Pourquoi là bas et pas (encore) ici ? Pour avoir suivi de près l’évolution du Nicaragua depuis la période sandiniste (1984 — 1990) je considère que la réponse est claire : les USA prennent les pays du continent américain comme leur arrière-cour et en font une un terrain d’extension du capitalisme le plus dur. Les réactions des peuples soumis à la poigne destructrice du FMI et de la Banque mondiale ont souvent été violentes, mais la tactique de la guérilla n’a jamais pu être la plus forte (sauf à Cuba). L’appauvrissement des pays, le démantèlement des structures de santé et d’éducation sont devenues telles [1] qu’une réaction en chaîne s’est produit ; elle s’est traduite dans les urnes.

 

Un rappel d’histoire récente.

1998. Élection d’Hugo Chavez au Venezuela. Il est réélu en 2000 suivant la nouvelle constitution de la « République bolivarienne du Venezuela » et encore une fois lors du référendum révocatoire du 15 août 2004. En dépit d’une opposition qui maîtrise les principaux médias et le syndicat majoritaire (grèves dures fomentées par la droite), Chavez, s’appuyant sur une base populaire, a réussi à :
 instaurer une démocratie participative,
 partager les terres cultivables,
 assurer un réseau de distribution alimentaire,
 développer les micro crédits,
 mettre en place de grands programmes sociaux particulièrement dans le domaine de la santé, avec le soutien de 15 000 médecins cubains, et de l’alphabétisation, qui concerne 1 250 000 vénézuéliens,
 impliquer chaque branche des forces armées dans les différents programmes de développement. 
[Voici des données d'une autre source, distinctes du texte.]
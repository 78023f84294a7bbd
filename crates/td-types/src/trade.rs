use serde::{Deserialize, Serialize};

#[derive(Debug, Clone, Copy, PartialEq, Eq, Serialize, Deserialize)]
#[serde(rename_all = "lowercase")]
pub enum TradeDirection {
    Buy,
    Sell,
}

/// Inputs for a market order.
///
/// `key` must be the `hash` of the tick the decision was taken on; the venue
/// rejects stale quotes by it.
#[derive(Debug, Clone, Serialize, Deserialize)]
pub struct TradeRequest {
    pub dir: TradeDirection,
    pub market_id: i32,
    pub quote_id: i32,
    pub price: f64,
    pub stake: f64,
    pub stop: f64,
    pub limit: f64,
    pub key: String,
}

/// The venue's reply to `RequestTrade`, kept as the raw document.
#[derive(Debug, Clone, Default, Serialize, Deserialize)]
#[serde(transparent)]
pub struct TradeResponse(pub serde_json::Value);

/// Stream notification that a trade has been booked, kept as the raw
/// document.
#[derive(Debug, Clone, Default, Serialize, Deserialize)]
#[serde(transparent)]
pub struct TradeEstablished(pub serde_json::Value);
2002. Élection de Lula au Brésil, porté par le Parti des travailleurs - même si par la suite Lula a fait de larges concessions aux institutions financières dominées par les Etats-unis. 

2003. Élection de Nestor Kirchner en Argentine. Il s’oppose clairement au néolibéralisme, appelle la population au boycott de Shell. Résistant au FMI, Kirchner a déclaré un moratoire sur la dette privée qu’il lève en mars 2005, après que les créanciers eurent accepté de renoncer à 65,5% de leur dû.

2004. Élection de Taboré Vasquez en Uruguay, qui souhaite renforcer l’unité des pays d’Amérique du sud en s’opposant au libre-échange dominé par les USA. 

2005. Le 18 décembre, élection de l’Indien Evo Morales en Bolivie. Il s’appuie sur un mouvement social unifié autour de quatre revendications :
 convocation d’une assemblée constituante (comme au Venezuela),
 rejet des traités de libre-échange,
 expulsion de la transnationale Aguas de Illimani (Suez- Lyonnaise des eaux),
 vote d’une loi sur les hydrocarbures, imposant un impôt de 50% aux exploitants transnationaux.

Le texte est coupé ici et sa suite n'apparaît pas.